(Stored data entries)
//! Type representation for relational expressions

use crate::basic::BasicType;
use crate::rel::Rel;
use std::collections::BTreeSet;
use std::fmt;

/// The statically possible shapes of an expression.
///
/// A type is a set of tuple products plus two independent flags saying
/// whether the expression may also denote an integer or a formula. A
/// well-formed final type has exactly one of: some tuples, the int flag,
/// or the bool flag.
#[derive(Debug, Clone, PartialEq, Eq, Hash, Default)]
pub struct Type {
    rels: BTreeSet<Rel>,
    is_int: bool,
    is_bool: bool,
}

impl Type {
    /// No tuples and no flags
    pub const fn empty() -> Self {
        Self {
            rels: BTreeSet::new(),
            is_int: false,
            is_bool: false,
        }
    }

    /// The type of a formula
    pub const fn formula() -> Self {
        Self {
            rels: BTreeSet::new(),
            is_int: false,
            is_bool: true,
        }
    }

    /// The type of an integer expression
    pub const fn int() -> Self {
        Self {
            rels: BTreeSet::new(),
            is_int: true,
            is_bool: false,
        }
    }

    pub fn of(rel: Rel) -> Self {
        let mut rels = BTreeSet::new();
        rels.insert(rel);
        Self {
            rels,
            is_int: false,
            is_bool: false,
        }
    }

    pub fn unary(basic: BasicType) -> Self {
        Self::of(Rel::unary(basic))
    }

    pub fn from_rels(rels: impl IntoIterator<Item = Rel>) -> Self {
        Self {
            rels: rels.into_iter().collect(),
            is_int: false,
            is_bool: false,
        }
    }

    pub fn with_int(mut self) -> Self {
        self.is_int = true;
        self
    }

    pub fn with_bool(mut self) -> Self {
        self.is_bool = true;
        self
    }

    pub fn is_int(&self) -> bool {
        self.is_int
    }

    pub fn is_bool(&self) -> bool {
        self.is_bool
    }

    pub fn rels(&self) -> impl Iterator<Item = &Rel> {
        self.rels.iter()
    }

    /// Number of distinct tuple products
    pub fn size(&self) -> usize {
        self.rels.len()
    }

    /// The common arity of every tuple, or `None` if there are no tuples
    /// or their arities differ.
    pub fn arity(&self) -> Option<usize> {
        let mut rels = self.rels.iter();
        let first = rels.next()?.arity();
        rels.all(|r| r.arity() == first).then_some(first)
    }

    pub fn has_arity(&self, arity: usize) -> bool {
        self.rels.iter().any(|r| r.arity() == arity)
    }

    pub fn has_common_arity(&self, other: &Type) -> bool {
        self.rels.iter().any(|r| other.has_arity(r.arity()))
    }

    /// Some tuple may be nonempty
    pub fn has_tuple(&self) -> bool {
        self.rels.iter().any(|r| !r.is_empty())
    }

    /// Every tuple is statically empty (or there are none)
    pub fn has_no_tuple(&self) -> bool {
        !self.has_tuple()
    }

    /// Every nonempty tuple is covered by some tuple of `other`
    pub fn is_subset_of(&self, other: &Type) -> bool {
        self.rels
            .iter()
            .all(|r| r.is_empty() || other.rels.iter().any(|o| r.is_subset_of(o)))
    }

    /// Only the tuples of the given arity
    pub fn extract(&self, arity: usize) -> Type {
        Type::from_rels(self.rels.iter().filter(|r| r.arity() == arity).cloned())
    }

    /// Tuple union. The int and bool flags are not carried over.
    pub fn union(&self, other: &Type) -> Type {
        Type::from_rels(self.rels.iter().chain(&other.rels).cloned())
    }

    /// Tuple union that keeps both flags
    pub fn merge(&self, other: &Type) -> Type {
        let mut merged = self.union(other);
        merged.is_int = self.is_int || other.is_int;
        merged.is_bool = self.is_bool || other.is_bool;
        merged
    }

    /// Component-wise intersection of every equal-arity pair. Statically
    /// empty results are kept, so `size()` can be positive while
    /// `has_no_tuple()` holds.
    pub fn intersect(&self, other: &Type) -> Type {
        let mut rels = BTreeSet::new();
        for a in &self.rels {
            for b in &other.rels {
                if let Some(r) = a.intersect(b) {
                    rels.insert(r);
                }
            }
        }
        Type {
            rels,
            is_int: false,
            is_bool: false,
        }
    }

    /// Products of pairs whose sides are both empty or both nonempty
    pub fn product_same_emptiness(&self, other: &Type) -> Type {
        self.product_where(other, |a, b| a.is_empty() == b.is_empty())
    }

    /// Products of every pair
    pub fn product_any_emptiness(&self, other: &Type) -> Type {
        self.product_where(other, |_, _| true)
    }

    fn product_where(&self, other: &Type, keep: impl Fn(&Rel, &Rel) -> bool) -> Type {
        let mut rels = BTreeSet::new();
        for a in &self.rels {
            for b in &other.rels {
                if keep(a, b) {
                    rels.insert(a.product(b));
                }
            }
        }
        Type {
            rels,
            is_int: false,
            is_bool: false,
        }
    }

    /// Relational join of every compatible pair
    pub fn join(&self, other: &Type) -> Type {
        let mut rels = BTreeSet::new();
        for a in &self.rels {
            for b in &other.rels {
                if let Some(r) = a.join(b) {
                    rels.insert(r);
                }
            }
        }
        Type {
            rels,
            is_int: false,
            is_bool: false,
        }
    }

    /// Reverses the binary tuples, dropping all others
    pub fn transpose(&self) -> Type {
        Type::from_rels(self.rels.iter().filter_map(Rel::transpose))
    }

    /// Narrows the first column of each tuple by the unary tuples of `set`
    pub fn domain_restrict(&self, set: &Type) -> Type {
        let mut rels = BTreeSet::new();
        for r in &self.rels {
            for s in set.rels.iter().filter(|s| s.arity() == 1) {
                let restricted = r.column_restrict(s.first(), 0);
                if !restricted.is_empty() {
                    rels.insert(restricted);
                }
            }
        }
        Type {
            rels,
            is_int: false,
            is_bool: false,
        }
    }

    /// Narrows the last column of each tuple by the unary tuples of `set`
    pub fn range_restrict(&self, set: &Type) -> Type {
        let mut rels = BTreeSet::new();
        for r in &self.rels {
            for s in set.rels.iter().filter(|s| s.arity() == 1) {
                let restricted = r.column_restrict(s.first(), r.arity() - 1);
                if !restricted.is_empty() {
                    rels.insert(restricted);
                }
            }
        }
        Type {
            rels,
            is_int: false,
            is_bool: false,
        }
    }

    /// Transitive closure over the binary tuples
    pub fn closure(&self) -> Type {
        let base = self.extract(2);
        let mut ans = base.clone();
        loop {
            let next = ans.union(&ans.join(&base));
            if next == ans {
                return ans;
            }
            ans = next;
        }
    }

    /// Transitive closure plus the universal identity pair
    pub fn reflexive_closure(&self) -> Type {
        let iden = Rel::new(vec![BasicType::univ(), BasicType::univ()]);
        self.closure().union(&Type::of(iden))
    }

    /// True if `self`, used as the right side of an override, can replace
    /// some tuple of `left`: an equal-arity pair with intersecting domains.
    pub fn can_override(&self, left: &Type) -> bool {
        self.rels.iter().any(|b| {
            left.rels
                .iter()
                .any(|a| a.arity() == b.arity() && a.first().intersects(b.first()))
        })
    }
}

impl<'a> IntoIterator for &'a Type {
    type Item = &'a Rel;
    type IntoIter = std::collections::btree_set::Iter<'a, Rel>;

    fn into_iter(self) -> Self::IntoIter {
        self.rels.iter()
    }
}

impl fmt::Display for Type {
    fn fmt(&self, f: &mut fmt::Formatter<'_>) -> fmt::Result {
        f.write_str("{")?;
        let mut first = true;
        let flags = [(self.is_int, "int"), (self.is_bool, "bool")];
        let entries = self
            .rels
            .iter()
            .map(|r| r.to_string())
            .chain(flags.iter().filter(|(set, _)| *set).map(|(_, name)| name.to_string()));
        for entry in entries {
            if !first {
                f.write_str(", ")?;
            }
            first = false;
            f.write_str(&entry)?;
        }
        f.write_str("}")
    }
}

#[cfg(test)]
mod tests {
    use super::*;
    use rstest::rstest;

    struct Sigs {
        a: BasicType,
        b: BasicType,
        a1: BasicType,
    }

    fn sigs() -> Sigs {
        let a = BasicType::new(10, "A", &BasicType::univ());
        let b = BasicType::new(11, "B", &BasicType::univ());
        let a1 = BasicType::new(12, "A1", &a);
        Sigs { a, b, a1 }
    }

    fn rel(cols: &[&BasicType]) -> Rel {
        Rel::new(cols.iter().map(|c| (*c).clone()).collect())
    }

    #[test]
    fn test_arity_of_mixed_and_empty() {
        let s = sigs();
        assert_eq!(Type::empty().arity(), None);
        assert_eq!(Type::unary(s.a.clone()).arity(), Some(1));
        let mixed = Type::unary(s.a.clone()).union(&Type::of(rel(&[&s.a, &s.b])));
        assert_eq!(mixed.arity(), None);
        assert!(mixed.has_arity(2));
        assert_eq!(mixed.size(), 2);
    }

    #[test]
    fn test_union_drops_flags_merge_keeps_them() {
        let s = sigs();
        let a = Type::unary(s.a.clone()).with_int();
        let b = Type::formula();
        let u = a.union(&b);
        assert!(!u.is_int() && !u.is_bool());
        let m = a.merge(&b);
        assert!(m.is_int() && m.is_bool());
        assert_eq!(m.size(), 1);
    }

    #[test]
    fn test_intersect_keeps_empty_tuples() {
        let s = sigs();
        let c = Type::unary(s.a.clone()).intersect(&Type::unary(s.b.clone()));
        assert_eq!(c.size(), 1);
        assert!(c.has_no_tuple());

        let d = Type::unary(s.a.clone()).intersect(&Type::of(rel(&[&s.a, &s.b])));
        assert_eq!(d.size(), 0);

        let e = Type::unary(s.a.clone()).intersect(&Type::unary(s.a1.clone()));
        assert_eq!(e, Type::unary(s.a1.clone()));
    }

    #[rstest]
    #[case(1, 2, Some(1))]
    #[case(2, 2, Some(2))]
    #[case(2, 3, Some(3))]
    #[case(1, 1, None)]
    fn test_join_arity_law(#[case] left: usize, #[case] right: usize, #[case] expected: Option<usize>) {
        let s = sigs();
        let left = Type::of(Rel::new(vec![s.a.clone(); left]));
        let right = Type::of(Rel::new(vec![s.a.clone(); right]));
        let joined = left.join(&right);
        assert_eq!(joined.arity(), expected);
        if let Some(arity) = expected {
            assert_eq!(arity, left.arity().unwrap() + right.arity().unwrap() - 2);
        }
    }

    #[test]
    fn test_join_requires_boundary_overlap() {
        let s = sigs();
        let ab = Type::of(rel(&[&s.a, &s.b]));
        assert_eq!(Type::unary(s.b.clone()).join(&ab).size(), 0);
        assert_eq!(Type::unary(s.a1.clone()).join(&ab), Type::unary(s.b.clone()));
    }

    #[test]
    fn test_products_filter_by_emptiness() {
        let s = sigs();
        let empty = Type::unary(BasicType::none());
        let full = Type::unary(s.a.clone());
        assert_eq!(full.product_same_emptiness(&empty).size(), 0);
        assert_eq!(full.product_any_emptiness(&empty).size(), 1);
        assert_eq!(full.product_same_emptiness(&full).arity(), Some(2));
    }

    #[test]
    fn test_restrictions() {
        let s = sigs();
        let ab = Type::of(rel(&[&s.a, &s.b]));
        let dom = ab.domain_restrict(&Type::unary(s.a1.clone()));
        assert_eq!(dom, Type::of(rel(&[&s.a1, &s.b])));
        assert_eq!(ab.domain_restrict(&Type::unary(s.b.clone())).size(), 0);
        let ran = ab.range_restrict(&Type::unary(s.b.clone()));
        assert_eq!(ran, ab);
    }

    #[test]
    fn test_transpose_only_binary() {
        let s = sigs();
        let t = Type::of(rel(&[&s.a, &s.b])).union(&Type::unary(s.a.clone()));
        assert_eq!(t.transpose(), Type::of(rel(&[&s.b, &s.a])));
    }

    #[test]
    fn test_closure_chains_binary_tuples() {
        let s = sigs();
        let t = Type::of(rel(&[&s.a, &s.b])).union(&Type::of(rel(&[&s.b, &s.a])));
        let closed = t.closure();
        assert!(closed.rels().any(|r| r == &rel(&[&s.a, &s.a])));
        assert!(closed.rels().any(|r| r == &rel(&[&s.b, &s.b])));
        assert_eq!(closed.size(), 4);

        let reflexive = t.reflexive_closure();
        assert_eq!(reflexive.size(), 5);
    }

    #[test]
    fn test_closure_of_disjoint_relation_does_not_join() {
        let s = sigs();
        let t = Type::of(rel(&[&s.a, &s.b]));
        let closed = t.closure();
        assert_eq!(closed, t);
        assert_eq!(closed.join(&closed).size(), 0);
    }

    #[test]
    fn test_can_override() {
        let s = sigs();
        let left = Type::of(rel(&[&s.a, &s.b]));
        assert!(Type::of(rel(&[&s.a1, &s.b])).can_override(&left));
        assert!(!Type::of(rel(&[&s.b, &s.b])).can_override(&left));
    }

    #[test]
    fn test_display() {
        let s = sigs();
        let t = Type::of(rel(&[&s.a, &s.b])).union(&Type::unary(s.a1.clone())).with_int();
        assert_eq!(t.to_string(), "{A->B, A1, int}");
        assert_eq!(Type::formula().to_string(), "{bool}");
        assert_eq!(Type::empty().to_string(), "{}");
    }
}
==
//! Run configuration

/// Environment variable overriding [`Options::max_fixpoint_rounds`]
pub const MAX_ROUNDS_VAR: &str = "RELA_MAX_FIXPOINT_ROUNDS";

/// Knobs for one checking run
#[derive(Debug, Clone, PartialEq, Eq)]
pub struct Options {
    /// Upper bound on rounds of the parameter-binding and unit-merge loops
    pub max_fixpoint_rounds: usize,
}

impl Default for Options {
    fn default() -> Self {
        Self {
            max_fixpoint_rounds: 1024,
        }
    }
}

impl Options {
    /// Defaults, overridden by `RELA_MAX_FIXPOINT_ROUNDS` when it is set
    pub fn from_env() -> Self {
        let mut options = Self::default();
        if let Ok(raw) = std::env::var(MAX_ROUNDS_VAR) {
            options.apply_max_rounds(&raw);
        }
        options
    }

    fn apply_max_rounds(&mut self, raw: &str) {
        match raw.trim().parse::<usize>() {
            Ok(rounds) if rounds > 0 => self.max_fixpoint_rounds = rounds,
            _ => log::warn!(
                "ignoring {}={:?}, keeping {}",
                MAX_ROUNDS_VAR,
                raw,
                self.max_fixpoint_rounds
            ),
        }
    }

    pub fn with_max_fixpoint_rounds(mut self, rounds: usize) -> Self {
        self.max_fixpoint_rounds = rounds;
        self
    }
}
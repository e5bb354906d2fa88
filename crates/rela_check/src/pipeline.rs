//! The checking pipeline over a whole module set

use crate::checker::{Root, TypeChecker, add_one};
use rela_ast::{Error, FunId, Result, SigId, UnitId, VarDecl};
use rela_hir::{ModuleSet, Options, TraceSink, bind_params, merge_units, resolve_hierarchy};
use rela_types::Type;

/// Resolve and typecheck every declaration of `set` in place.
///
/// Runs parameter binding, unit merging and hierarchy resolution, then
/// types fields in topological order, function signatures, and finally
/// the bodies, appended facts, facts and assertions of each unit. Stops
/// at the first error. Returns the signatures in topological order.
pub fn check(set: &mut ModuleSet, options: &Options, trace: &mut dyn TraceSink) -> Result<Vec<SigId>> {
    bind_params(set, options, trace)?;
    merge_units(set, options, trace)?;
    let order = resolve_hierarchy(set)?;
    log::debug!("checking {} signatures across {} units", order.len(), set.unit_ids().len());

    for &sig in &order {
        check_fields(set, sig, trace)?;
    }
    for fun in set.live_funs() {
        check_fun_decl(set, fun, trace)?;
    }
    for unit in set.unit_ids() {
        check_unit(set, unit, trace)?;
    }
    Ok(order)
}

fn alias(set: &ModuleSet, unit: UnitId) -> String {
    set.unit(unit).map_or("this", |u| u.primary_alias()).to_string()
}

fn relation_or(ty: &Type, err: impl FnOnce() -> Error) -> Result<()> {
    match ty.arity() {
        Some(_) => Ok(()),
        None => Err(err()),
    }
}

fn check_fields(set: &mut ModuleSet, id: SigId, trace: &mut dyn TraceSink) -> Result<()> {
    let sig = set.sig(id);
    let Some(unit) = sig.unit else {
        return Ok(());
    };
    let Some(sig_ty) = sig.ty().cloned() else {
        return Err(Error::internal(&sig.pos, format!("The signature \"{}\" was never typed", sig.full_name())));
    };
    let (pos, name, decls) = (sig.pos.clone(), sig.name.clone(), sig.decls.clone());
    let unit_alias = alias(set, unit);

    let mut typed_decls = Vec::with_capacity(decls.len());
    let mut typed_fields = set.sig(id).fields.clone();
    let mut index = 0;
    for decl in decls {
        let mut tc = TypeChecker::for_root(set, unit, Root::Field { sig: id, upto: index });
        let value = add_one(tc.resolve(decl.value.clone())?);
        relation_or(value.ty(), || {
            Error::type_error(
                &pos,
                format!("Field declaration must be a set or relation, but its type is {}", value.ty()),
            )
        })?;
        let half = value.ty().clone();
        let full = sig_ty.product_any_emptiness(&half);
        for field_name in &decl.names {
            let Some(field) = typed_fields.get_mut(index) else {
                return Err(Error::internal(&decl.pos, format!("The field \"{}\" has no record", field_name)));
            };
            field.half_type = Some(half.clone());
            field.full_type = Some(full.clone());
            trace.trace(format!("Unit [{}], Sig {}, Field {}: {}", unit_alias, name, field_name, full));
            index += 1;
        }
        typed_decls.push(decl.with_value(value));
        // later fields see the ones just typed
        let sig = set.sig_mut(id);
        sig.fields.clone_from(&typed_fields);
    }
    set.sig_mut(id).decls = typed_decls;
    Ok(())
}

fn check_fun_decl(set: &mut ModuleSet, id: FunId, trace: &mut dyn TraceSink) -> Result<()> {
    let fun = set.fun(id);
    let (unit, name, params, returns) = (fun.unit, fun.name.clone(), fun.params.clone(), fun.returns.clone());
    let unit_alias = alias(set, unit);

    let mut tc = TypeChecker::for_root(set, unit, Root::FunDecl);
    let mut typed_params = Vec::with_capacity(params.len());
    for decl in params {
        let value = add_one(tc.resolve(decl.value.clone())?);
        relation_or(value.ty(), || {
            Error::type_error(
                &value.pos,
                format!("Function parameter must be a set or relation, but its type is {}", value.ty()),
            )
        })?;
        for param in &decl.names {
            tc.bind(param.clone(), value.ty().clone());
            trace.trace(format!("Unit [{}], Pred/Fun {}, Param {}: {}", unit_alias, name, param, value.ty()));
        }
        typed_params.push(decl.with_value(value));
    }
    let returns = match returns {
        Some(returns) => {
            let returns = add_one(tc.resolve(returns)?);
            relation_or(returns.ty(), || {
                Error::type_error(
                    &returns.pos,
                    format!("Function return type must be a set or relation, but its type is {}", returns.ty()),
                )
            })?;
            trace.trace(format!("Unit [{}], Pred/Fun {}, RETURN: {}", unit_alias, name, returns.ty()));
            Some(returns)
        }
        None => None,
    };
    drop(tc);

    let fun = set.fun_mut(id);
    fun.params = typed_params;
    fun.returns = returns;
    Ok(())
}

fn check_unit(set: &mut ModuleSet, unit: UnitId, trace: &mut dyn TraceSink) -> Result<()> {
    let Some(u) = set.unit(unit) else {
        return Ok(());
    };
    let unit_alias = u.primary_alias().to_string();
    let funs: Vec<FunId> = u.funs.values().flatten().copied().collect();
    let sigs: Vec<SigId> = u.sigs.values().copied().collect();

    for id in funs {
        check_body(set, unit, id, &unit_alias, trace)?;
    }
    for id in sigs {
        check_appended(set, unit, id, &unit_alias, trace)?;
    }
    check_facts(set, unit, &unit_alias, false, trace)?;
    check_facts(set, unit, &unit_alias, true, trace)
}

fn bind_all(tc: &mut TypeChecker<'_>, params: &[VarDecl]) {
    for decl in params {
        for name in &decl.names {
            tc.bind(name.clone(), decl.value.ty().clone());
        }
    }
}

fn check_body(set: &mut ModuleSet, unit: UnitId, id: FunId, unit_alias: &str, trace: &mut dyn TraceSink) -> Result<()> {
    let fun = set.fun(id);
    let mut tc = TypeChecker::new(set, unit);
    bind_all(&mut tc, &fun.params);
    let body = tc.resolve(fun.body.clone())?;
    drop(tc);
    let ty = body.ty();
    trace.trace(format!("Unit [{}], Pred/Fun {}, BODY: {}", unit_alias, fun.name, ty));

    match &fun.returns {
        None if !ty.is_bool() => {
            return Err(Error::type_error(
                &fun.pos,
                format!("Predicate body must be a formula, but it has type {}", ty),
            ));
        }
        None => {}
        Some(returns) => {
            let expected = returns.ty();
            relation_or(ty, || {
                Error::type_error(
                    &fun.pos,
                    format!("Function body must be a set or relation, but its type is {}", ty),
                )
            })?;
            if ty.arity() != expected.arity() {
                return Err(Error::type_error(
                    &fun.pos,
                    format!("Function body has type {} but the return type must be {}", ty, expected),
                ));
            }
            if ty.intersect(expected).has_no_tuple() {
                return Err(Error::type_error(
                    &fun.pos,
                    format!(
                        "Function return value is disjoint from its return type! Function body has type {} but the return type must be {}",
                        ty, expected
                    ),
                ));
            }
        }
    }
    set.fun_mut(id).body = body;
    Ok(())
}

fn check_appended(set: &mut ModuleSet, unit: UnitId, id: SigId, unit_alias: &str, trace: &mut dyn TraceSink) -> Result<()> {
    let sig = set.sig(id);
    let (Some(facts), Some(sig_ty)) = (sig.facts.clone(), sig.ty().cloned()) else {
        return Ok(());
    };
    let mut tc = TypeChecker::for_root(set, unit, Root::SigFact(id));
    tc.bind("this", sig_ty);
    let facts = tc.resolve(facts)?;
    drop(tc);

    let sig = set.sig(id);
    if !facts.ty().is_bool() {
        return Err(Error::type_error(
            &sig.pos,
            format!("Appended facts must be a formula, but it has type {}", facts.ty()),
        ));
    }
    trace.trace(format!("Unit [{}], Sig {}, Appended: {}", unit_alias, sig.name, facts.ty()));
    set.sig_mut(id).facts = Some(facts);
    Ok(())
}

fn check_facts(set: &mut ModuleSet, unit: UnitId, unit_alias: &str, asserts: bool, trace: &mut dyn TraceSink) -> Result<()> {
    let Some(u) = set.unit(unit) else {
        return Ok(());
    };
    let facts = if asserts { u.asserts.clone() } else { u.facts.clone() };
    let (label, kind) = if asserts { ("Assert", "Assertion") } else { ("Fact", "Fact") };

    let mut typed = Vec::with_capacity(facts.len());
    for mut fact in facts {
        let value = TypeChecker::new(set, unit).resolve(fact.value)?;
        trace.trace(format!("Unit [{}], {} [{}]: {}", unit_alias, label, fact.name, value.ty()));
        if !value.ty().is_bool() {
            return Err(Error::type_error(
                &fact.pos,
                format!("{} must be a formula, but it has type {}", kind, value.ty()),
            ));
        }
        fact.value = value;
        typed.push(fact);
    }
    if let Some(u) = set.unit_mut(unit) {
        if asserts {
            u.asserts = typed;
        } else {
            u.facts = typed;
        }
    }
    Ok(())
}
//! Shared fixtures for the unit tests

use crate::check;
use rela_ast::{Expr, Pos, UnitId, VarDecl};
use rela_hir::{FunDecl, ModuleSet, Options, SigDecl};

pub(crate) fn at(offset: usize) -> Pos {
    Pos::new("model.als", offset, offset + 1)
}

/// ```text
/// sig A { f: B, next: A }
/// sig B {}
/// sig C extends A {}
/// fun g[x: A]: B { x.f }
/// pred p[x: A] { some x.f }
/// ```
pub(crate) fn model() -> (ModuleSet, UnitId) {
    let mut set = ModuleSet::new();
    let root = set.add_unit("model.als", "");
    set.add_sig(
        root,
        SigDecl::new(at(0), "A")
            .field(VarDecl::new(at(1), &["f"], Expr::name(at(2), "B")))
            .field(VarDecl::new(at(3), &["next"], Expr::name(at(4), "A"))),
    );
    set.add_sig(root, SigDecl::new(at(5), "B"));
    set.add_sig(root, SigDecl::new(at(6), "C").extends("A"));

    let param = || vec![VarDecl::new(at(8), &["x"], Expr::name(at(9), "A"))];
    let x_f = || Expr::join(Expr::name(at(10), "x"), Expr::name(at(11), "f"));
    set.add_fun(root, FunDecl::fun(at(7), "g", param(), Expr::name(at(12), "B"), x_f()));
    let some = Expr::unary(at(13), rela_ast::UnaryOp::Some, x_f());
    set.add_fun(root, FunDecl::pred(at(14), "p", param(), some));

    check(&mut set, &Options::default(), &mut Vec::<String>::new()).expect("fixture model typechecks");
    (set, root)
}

> **Problem requirements**:
Report every line of the data in which "FunDecl" appears.

> **Exercise response**:
    let mut tc = TypeChecker::for_root(set, unit, Root::FunDecl);
use rela_hir::{FunDecl, ModuleSet, Options, SigDecl};
    set.add_fun(root, FunDecl::fun(at(7), "g", param(), Expr::name(at(12), "B"), x_f()));
    set.add_fun(root, FunDecl::pred(at(14), "p", param(), some));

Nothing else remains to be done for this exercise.